● **EXERCISE**:
From the line that contains "raw LLM response." through the line that contains "output (returned as-is)", output every line of the listing below exactly and leave out all the rest.

---

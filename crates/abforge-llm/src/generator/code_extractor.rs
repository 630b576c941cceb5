//! Code extraction utilities for cleaning LLM responses
//!
//! Models are instructed to return bare source, but frequently wrap it in
//! markdown fences or prepend a sentence anyway. This strips those
//! wrappers and hands back the code.

use regex::Regex;

use crate::error::{LLMError, Result};

/// Extract the code body from a raw LLM response.
///
/// Handles the common output patterns:
/// - fenced blocks (```python ... ``` or bare ``` ... ```)
/// - explanatory text before the first fence
/// - clean unfenced output (returned as-is)
pub fn extract_code(llm_output: &str) -> Result<String> {
    let cleaned = llm_output.trim();

    if cleaned.is_empty() {
        return Err(LLMError::InvalidResponse(
            "Empty completion content".to_string(),
        ));
    }

    let fence = Regex::new(r"(?s)```(?:python|py)?[ \t]*\n(.*?)```").unwrap();
    if let Some(captures) = fence.captures(cleaned) {
        let body = captures[1].trim();
        if body.is_empty() {
            return Err(LLMError::InvalidResponse(
                "Fenced code block was empty".to_string(),
            ));
        }
        return Ok(body.to_string());
    }

    Ok(cleaned.to_string())
}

---

● **RESPONSE AREA**:
/// Extract the code body from a raw LLM response.
///
/// Handles the common output patterns:
/// - fenced blocks (```python ... ``` or bare ``` ... ```)
/// - explanatory text before the first fence
/// - clean unfenced output (returned as-is)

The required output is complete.